Once a line is found to contain "recaptured", copy it out of the listing.

◆ **Input data**
****************

mod common;

use chrono::{DateTime, Utc};
use sea_orm::{ActiveModelTrait, Set};

use common::{
    create_column, create_project, create_table, link_columns, owner, setup, setup_with,
    test_config, OWNER,
};
use schemacanvas::config::EngineConfig;
use schemacanvas::database::entities::{projects, snapshots};
use schemacanvas::errors::SchemaError;
use schemacanvas::graph_types::{
    ColumnUpdate, GraphEntities, NewColumn, ProjectGraph, TableUpdate, TypeCategory,
};
use schemacanvas::services::SnapshotPayload;
use schemacanvas::AppContext;
use schemacanvas_test_utils::{load_golden_json, load_golden_text};

const GOLDEN_PROJECT: &str = "11111111-1111-4111-8111-111111111111";

/// Graph content without timestamps, sorted by id
fn structure(graph: &ProjectGraph) -> GraphEntities {
    let mut entities = GraphEntities {
        tables: graph.tables.iter().map(|t| t.table.clone()).collect(),
        columns: graph
            .tables
            .iter()
            .flat_map(|t| t.columns.iter().cloned())
            .collect(),
        relationships: graph.relationships.clone(),
        enum_types: graph.enum_types.clone(),
    };
    entities.sort_by_id();

    let epoch = DateTime::<Utc>::default();
    for table in &mut entities.tables {
        table.updated_at = epoch;
    }
    for column in &mut entities.columns {
        column.updated_at = epoch;
    }
    for enum_type in &mut entities.enum_types {
        enum_type.updated_at = epoch;
    }
    entities
}

async fn graph(ctx: &AppContext, project_id: &str) -> ProjectGraph {
    ctx.projects()
        .load_graph(&owner(), project_id)
        .await
        .unwrap()
        .unwrap()
}

async fn build_sample(ctx: &AppContext, project_id: &str) {
    let users = create_table(ctx, project_id, "users").await;
    let posts = create_table(ctx, project_id, "posts").await;
    let status = ctx
        .enum_types()
        .create_enum_type(
            &owner(),
            project_id,
            "user_status",
            &["active".to_string(), "banned".to_string()],
        )
        .await
        .unwrap();

    let user_id = create_column(ctx, &users.id, "id", 0).await;
    let mut input = NewColumn::new(&users.id, "status", "user_status", TypeCategory::Enum, 1);
    input.enum_type_id = Some(status.id.clone());
    ctx.columns().create_column(&owner(), &input).await.unwrap();
    let author_id = create_column(ctx, &posts.id, "author_id", 0).await;
    link_columns(ctx, project_id, &author_id, &user_id).await;
}

#[tokio::test]
async fn capture_then_restore_reproduces_the_graph() {
    let ctx = setup().await;
    let project = create_project(&ctx, "Roundtrip").await;
    build_sample(&ctx, &project.id).await;
    let captured = graph(&ctx, &project.id).await;

    let snapshot = ctx
        .snapshots()
        .capture(&owner(), &project.id, "  before refactor ")
        .await
        .unwrap();
    assert_eq!(snapshot.description, "before refactor");
    assert_eq!(snapshot.created_by, OWNER);

    // Diverge: rename, add, and delete
    let users = &captured.tables.iter().find(|t| t.table.name == "users").unwrap().table;
    ctx.tables()
        .update_table(
            &owner(),
            &users.id,
            &TableUpdate {
                name: Some("accounts".to_string()),
                ..Default::default()
            },
        )
        .await
        .unwrap();
    let extra = create_table(&ctx, &project.id, "audit_log").await;
    create_column(&ctx, &extra.id, "id", 0).await;
    let posts = &captured.tables.iter().find(|t| t.table.name == "posts").unwrap().table;
    ctx.tables().delete_table(&owner(), &posts.id).await.unwrap();

    let summary = ctx.snapshots().restore(&owner(), &snapshot.id).await.unwrap();
    assert!(summary.upserted > 0);
    assert!(summary.removed > 0);

    let restored = graph(&ctx, &project.id).await;
    assert_eq!(structure(&restored), structure(&captured));
    assert!(ctx.tables().get_table(&owner(), &extra.id).await.unwrap().is_none());

    let restored_users = restored.tables.iter().find(|t| t.table.id == users.id).unwrap();
    assert_eq!(restored_users.table.created_at, users.created_at);
    assert!(restored_users.table.updated_at >= users.updated_at);
}

#[tokio::test]
async fn restore_is_undoable() {
    let ctx = setup().await;
    let project = create_project(&ctx, "Undo restore").await;
    build_sample(&ctx, &project.id).await;
    let snapshot = ctx
        .snapshots()
        .capture(&owner(), &project.id, "v1")
        .await
        .unwrap();

    let table = create_table(&ctx, &project.id, "later").await;
    let column = create_column(&ctx, &table.id, "id", 0).await;
    ctx.columns()
        .update_column(
            &owner(),
            &column.id,
            &ColumnUpdate {
                is_primary_key: Some(true),
                ..Default::default()
            },
        )
        .await
        .unwrap();
    let diverged = graph(&ctx, &project.id).await;

    ctx.snapshots().restore(&owner(), &snapshot.id).await.unwrap();
    assert!(ctx.tables().get_table(&owner(), &table.id).await.unwrap().is_none());

    let entry = ctx.undo().undo(&owner(), &project.id).await.unwrap().unwrap();
    assert_eq!(entry.action_type, "snapshot.restore");
    assert_eq!(structure(&graph(&ctx, &project.id).await), structure(&diverged));
}

#[tokio::test]
async fn restore_of_an_empty_snapshot_clears_the_project() {
    let ctx = setup().await;
    let project = create_project(&ctx, "Blank").await;
    let empty = ctx
        .snapshots()
        .capture(&owner(), &project.id, "empty")
        .await
        .unwrap();
    build_sample(&ctx, &project.id).await;

    ctx.snapshots().restore(&owner(), &empty.id).await.unwrap();
    let restored = graph(&ctx, &project.id).await;
    assert!(restored.tables.is_empty());
    assert!(restored.relationships.is_empty());
    assert!(restored.enum_types.is_empty());
}

#[test]
fn golden_payload_pins_the_wire_format() {
    let value: serde_json::Value = load_golden_json("snapshots/v1_minimal.json").unwrap();
    assert_eq!(value["format"], "schemacanvas/snapshot");
    assert_eq!(value["version"], 1);
    assert_eq!(value["projectId"], GOLDEN_PROJECT);
    assert_eq!(value["relationships"][0]["relationType"], "one-to-many");
    assert_eq!(value["enumTypes"][0]["name"], "user_status");

    let columns = value["columns"].as_array().unwrap();
    let status = columns.iter().find(|c| c["name"] == "status").unwrap();
    assert_eq!(status["typeCategory"], "enum");
    assert!(status["enumTypeId"].is_string());

    // Encoding the decoded payload reproduces the stored document
    let payload: SnapshotPayload = load_golden_json("snapshots/v1_minimal.json").unwrap();
    let reencoded: serde_json::Value =
        serde_json::from_str(&payload.encode().unwrap()).unwrap();
    assert_eq!(reencoded, value);
}

#[tokio::test]
async fn golden_payload_restores_into_its_project() {
    let ctx = setup().await;
    let text = load_golden_text("snapshots/v1_minimal.json").unwrap();
    let payload = SnapshotPayload::decode(&text).unwrap();
    assert_eq!(payload.project_id, GOLDEN_PROJECT);
    assert_eq!(payload.tables.len(), 2);
    assert_eq!(payload.columns.len(), 3);

    let now = Utc::now();
    projects::ActiveModel {
        id: Set(GOLDEN_PROJECT.to_string()),
        name: Set("Imported".to_string()),
        owner_id: Set(OWNER.to_string()),
        share_link: Set(None),
        created_at: Set(now),
        updated_at: Set(now),
    }
    .insert(ctx.db())
    .await
    .unwrap();
    snapshots::ActiveModel {
        id: Set("golden-snapshot".to_string()),
        project_id: Set(GOLDEN_PROJECT.to_string()),
        description: Set("golden".to_string()),
        data: Set(text),
        created_by: Set(OWNER.to_string()),
        created_at: Set(now),
    }
    .insert(ctx.db())
    .await
    .unwrap();

    ctx.snapshots()
        .restore(&owner(), "golden-snapshot")
        .await
        .unwrap();

    let restored = graph(&ctx, GOLDEN_PROJECT).await;
    let users = restored
        .tables
        .iter()
        .find(|t| t.table.name == "users")
        .unwrap();
    let names: Vec<&str> = users.columns.iter().map(|c| c.name.as_str()).collect();
    assert_eq!(names, vec!["id", "status"]);
    assert_eq!(restored.relationships.len(), 1);
    assert_eq!(restored.enum_types[0].values, vec!["active", "suspended", "deleted"]);

    // Re-encoding the live graph gives back the same entities
    let recaptured = ctx
        .snapshots()
        .capture(&owner(), GOLDEN_PROJECT, "again")
        .await
        .unwrap();
    let again = SnapshotPayload::decode(&recaptured.data).unwrap();
    assert_eq!(again.tables.len(), payload.tables.len());
    assert_eq!(again.relationships, payload.relationships);
}

#[tokio::test]
async fn corrupt_payload_leaves_the_graph_untouched() {
    let ctx = setup().await;
    let project = create_project(&ctx, "Corrupt").await;
    build_sample(&ctx, &project.id).await;
    let before = graph(&ctx, &project.id).await;

    for (id, data) in [
        ("truncated", "{\"format\":\"schemacanvas/snapshot\",\"vers".to_string()),
        (
            "future",
            format!(
                "{{\"format\":\"schemacanvas/snapshot\",\"version\":99,\"projectId\":\"{}\"}}",
                project.id
            ),
        ),
        (
            "dangling",
            format!(
                concat!(
                    "{{\"format\":\"schemacanvas/snapshot\",\"version\":1,\"projectId\":\"{0}\",",
                    "\"tables\":[],\"columns\":[{{\"id\":\"c1\",\"tableId\":\"missing\",",
                    "\"name\":\"id\",\"dataType\":\"uuid\",\"typeCategory\":\"uuid\",",
                    "\"isPrimaryKey\":true,\"isNullable\":false,\"isUnique\":true,",
                    "\"defaultValue\":null,\"arrayBaseType\":null,\"enumTypeId\":null,",
                    "\"order\":0,\"createdAt\":\"2026-03-01T12:00:00Z\",",
                    "\"updatedAt\":\"2026-03-01T12:00:00Z\"}}],",
                    "\"relationships\":[],\"enumTypes\":[]}}"
                ),
                project.id
            ),
        ),
    ] {
        snapshots::ActiveModel {
            id: Set(id.to_string()),
            project_id: Set(project.id.clone()),
            description: Set(id.to_string()),
            data: Set(data),
            created_by: Set(OWNER.to_string()),
            created_at: Set(Utc::now()),
        }
        .insert(ctx.db())
        .await
        .unwrap();

        let result = ctx.snapshots().restore(&owner(), id).await;
        assert!(
            matches!(result, Err(SchemaError::CorruptSnapshot(_))),
            "{} gave {:?}",
            id,
            result
        );
    }

    assert_eq!(graph(&ctx, &project.id).await, before);
    assert!(ctx
        .undo()
        .history(&owner(), &project.id)
        .await
        .unwrap()
        .iter()
        .all(|e| e.action_type != "snapshot.restore"));
}

#[tokio::test]
async fn oversized_snapshots_are_rejected() {
    let ctx = setup_with(EngineConfig {
        max_snapshot_bytes: 64,
        ..test_config()
    })
    .await;
    let project = create_project(&ctx, "Large").await;
    build_sample(&ctx, &project.id).await;

    let result = ctx.snapshots().capture(&owner(), &project.id, "big").await;
    assert!(matches!(result, Err(SchemaError::InvalidArgument(_))));
    assert!(ctx
        .snapshots()
        .list_snapshots(&owner(), &project.id)
        .await
        .unwrap()
        .is_empty());
}

#[tokio::test]
async fn snapshots_list_newest_first() {
    let ctx = setup().await;
    let project = create_project(&ctx, "Listing").await;
    let first = ctx
        .snapshots()
        .capture(&owner(), &project.id, "first")
        .await
        .unwrap();
    tokio::time::sleep(std::time::Duration::from_millis(5)).await;
    let second = ctx
        .snapshots()
        .capture(&owner(), &project.id, "second")
        .await
        .unwrap();

    let listed = ctx
        .snapshots()
        .list_snapshots(&owner(), &project.id)
        .await
        .unwrap();
    assert_eq!(
        listed.iter().map(|s| s.id.as_str()).collect::<Vec<_>>(),
        vec![second.id.as_str(), first.id.as_str()]
    );
    let fetched = ctx
        .snapshots()
        .get_snapshot(&owner(), &first.id)
        .await
        .unwrap()
        .unwrap();
    assert_eq!(fetched, first);
}
use std::path::PathBuf;

use anyhow::{anyhow, Context, Result};
use clap::{Parser, Subcommand};
use sea_orm_migration::MigratorTrait;
use serde::Serialize;
use tracing::info;
use tracing::Level;
use tracing_subscriber::EnvFilter;

use schemacanvas::auth::{IdentityProvider, StaticIdentity};
use schemacanvas::config::EngineConfig;
use schemacanvas::database::{establish_connection, get_database_url, migrations::Migrator};
use schemacanvas::AppContext;

#[derive(Parser)]
#[clap(author, version, about)]
struct Cli {
    #[clap(short, long, global = true)]
    log_level: Option<String>,
    /// TOML file with engine settings
    #[clap(short, long, global = true)]
    config: Option<PathBuf>,
    /// Database file, or `:memory:`
    #[clap(short, long, global = true)]
    database: Option<String>,
    /// User id to act as
    #[clap(short, long, global = true)]
    actor: Option<String>,
    #[clap(subcommand)]
    command: Commands,
}

#[derive(Subcommand)]
enum Commands {
    Db {
        #[clap(subcommand)]
        command: DbCommands,
    },
    Project {
        #[clap(subcommand)]
        command: ProjectCommands,
    },
    Snapshot {
        #[clap(subcommand)]
        command: SnapshotCommands,
    },
    /// Undo the actor's last change in a project
    Undo {
        #[clap(short, long)]
        project: String,
    },
    /// Redo the actor's last undone change in a project
    Redo {
        #[clap(short, long)]
        project: String,
    },
    /// Show the actor's undo stack for a project
    History {
        #[clap(short, long)]
        project: String,
    },
}

#[derive(Subcommand, Debug)]
enum DbCommands {
    Init,
    Migrate {
        #[clap(subcommand)]
        direction: MigrateDirection,
    },
}

#[derive(Subcommand, Debug)]
enum MigrateDirection {
    Up,
    Down,
    Fresh,
}

#[derive(Subcommand, Debug)]
enum ProjectCommands {
    Create { name: String },
    List,
    /// Print the full schema graph of a project
    Show { id: String },
}

#[derive(Subcommand, Debug)]
enum SnapshotCommands {
    Capture {
        #[clap(short, long)]
        project: String,
        #[clap(short = 'm', long, default_value = "")]
        description: String,
    },
    List {
        #[clap(short, long)]
        project: String,
    },
    Restore { id: String },
    Show { id: String },
}

#[tokio::main]
async fn main() -> Result<()> {
    let args = Cli::parse();
    setup_logging(&args.log_level);

    let mut config = EngineConfig::load(args.config.as_deref())?;
    if let Some(database) = &args.database {
        config.database_url = get_database_url(Some(database));
    }
    if args.actor.is_some() {
        config.actor = args.actor.clone();
    }

    let db = establish_connection(&config.database_url)
        .await
        .with_context(|| format!("Failed to connect to {}", config.database_url))?;

    if let Commands::Db { command } = &args.command {
        match command {
            DbCommands::Init => {
                info!("Initializing database: {}", config.database_url);
                migrate_database(&db, &MigrateDirection::Up).await?;
            }
            DbCommands::Migrate { direction } => {
                info!("Running database migration: {:?}", direction);
                migrate_database(&db, direction).await?;
            }
        }
        return Ok(());
    }

    let identity = StaticIdentity::new(config.actor.clone());
    let actor = identity.current_actor();
    let context = AppContext::new(db, config);

    match args.command {
        Commands::Db { .. } => {}
        Commands::Project { command } => match command {
            ProjectCommands::Create { name } => {
                print_json(&context.projects().create_project(&actor, &name).await?)?;
            }
            ProjectCommands::List => {
                print_json(&context.projects().list_owned_projects(&actor).await?)?;
            }
            ProjectCommands::Show { id } => {
                let graph = context
                    .projects()
                    .load_graph(&actor, &id)
                    .await?
                    .ok_or_else(|| anyhow!("Project {} not found", id))?;
                print_json(&graph)?;
            }
        },
        Commands::Snapshot { command } => match command {
            SnapshotCommands::Capture {
                project,
                description,
            } => {
                print_json(
                    &context
                        .snapshots()
                        .capture(&actor, &project, &description)
                        .await?,
                )?;
            }
            SnapshotCommands::List { project } => {
                print_json(&context.snapshots().list_snapshots(&actor, &project).await?)?;
            }
            SnapshotCommands::Restore { id } => {
                let summary = context.snapshots().restore(&actor, &id).await?;
                info!(
                    "Restored snapshot {}: {} upserted, {} removed",
                    id, summary.upserted, summary.removed
                );
                print_json(&serde_json::json!({
                    "snapshotId": id,
                    "upserted": summary.upserted,
                    "removed": summary.removed,
                }))?;
            }
            SnapshotCommands::Show { id } => {
                let snapshot = context
                    .snapshots()
                    .get_snapshot(&actor, &id)
                    .await?
                    .ok_or_else(|| anyhow!("Snapshot {} not found", id))?;
                print_json(&snapshot)?;
            }
        },
        Commands::Undo { project } => {
            print_json(&context.undo().undo(&actor, &project).await?)?;
        }
        Commands::Redo { project } => {
            print_json(&context.undo().redo(&actor, &project).await?)?;
        }
        Commands::History { project } => {
            print_json(&context.undo().history(&actor, &project).await?)?;
        }
    }

    Ok(())
}

async fn migrate_database(
    db: &sea_orm::DatabaseConnection,
    direction: &MigrateDirection,
) -> Result<()> {
    match direction {
        MigrateDirection::Up => {
            info!("Running migrations up");
            Migrator::up(db, None).await?;
        }
        MigrateDirection::Down => {
            info!("Running migrations down");
            Migrator::down(db, None).await?;
        }
        MigrateDirection::Fresh => {
            info!("Running fresh migrations (down then up)");
            Migrator::down(db, None).await?;
            Migrator::up(db, None).await?;
        }
    }

    info!("Database migration completed");
    Ok(())
}

fn print_json<T: Serialize>(value: &T) -> Result<()> {
    println!("{}", serde_json::to_string_pretty(value)?);
    Ok(())
}

fn setup_logging(log_level: &Option<String>) {
    if log_level.is_none() {
        if let Ok(filter) = EnvFilter::try_from_default_env() {
            tracing_subscriber::fmt()
                .with_env_filter(filter)
                .with_writer(std::io::stderr)
                .without_time()
                .init();
            return;
        }
    }

    let log_level = match log_level
        .as_ref()
        .unwrap_or(&"info".to_string())
        .to_lowercase()
        .as_str()
    {
        "trace" => Level::TRACE,
        "debug" => Level::DEBUG,
        "info" => Level::INFO,
        "warn" => Level::WARN,
        "error" => Level::ERROR,
        _ => Level::INFO,
    };

    tracing_subscriber::fmt()
        .with_env_filter(EnvFilter::new(format!("sqlx=warn,{}", log_level)))
        .with_writer(std::io::stderr)
        .without_time()
        .init();
}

****************

◆ **Solution for this problem**
    let recaptured = ctx
    let again = SnapshotPayload::decode(&recaptured.data).unwrap();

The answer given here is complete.